§ Problem
Nothing but an exact copy of the data should be given.

Top of Data excerpts

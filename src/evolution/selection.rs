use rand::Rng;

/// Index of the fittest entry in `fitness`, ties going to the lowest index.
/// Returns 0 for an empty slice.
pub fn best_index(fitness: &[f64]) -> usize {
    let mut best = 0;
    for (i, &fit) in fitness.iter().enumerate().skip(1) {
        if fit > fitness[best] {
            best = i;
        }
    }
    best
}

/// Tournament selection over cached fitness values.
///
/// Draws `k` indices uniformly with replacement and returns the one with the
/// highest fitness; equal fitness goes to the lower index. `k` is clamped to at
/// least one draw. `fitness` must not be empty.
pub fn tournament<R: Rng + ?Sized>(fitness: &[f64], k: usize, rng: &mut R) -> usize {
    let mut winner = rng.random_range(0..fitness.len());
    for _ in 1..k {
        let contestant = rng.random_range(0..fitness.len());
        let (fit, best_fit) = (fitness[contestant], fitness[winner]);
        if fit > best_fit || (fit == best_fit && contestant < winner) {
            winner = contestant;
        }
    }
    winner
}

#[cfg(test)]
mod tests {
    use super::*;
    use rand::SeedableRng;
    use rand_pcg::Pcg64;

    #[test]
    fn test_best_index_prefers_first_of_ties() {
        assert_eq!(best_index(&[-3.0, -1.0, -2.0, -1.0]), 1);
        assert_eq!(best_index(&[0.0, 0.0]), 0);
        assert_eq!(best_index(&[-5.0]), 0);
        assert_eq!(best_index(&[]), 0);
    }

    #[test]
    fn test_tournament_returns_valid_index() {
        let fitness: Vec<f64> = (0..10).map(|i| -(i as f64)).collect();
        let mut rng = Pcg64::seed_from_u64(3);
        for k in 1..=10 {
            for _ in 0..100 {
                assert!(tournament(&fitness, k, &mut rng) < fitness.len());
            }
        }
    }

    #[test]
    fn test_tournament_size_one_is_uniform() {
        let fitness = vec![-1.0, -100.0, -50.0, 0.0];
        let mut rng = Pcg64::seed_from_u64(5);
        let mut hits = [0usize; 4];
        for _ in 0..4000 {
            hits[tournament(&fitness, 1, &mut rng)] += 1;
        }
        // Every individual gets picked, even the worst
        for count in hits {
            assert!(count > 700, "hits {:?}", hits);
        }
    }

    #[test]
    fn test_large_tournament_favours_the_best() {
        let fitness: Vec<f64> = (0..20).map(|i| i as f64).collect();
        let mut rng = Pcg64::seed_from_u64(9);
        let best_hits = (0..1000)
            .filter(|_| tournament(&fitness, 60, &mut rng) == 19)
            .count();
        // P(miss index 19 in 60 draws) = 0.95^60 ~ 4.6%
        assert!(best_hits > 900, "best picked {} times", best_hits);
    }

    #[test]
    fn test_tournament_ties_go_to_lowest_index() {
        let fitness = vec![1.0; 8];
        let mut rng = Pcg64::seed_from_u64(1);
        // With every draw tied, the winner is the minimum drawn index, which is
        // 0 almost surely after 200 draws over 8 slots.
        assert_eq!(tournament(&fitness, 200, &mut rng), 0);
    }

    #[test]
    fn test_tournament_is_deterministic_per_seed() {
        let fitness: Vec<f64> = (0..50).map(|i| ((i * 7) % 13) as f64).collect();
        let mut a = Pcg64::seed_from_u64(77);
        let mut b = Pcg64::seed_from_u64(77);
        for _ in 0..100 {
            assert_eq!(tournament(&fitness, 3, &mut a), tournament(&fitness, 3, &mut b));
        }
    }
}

Bottom of Data excerpts

§ Solution to the problem
filename src/evolution/selection.rs
use rand::Rng;

/// Index of the fittest entry in `fitness`, ties going to the lowest index.
/// Returns 0 for an empty slice.
pub fn best_index(fitness: &[f64]) -> usize {
    let mut best = 0;
    for (i, &fit) in fitness.iter().enumerate().skip(1) {
        if fit > fitness[best] {
            best = i;
        }
    }
    best
}

/// Tournament selection over cached fitness values.
///
/// Draws `k` indices uniformly with replacement and returns the one with the
/// highest fitness; equal fitness goes to the lower index. `k` is clamped to at
/// least one draw. `fitness` must not be empty.
pub fn tournament<R: Rng + ?Sized>(fitness: &[f64], k: usize, rng: &mut R) -> usize {
    let mut winner = rng.random_range(0..fitness.len());
    for _ in 1..k {
        let contestant = rng.random_range(0..fitness.len());
        let (fit, best_fit) = (fitness[contestant], fitness[winner]);
        if fit > best_fit || (fit == best_fit && contestant < winner) {
            winner = contestant;
        }
    }
    winner
}

#[cfg(test)]
mod tests {
    use super::*;
    use rand::SeedableRng;
    use rand_pcg::Pcg64;

    #[test]
    fn test_best_index_prefers_first_of_ties() {
        assert_eq!(best_index(&[-3.0, -1.0, -2.0, -1.0]), 1);
        assert_eq!(best_index(&[0.0, 0.0]), 0);
        assert_eq!(best_index(&[-5.0]), 0);
        assert_eq!(best_index(&[]), 0);
    }

    #[test]
    fn test_tournament_returns_valid_index() {
        let fitness: Vec<f64> = (0..10).map(|i| -(i as f64)).collect();
        let mut rng = Pcg64::seed_from_u64(3);
        for k in 1..=10 {
            for _ in 0..100 {
                assert!(tournament(&fitness, k, &mut rng) < fitness.len());
            }
        }
    }

    #[test]
    fn test_tournament_size_one_is_uniform() {
        let fitness = vec![-1.0, -100.0, -50.0, 0.0];
        let mut rng = Pcg64::seed_from_u64(5);
        let mut hits = [0usize; 4];
        for _ in 0..4000 {
            hits[tournament(&fitness, 1, &mut rng)] += 1;
        }
        // Every individual gets picked, even the worst
        for count in hits {
            assert!(count > 700, "hits {:?}", hits);
        }
    }

    #[test]
    fn test_large_tournament_favours_the_best() {
        let fitness: Vec<f64> = (0..20).map(|i| i as f64).collect();
        let mut rng = Pcg64::seed_from_u64(9);
        let best_hits = (0..1000)
            .filter(|_| tournament(&fitness, 60, &mut rng) == 19)
            .count();
        // P(miss index 19 in 60 draws) = 0.95^60 ~ 4.6%
        assert!(best_hits > 900, "best picked {} times", best_hits);
    }

    #[test]
    fn test_tournament_ties_go_to_lowest_index() {
        let fitness = vec![1.0; 8];
        let mut rng = Pcg64::seed_from_u64(1);
        // With every draw tied, the winner is the minimum drawn index, which is
        // 0 almost surely after 200 draws over 8 slots.
        assert_eq!(tournament(&fitness, 200, &mut rng), 0);
    }

    #[test]
    fn test_tournament_is_deterministic_per_seed() {
        let fitness: Vec<f64> = (0..50).map(|i| ((i * 7) % 13) as f64).collect();
        let mut a = Pcg64::seed_from_u64(77);
        let mut b = Pcg64::seed_from_u64(77);
        for _ in 0..100 {
            assert_eq!(tournament(&fitness, 3, &mut a), tournament(&fitness, 3, &mut b));
        }
    }
}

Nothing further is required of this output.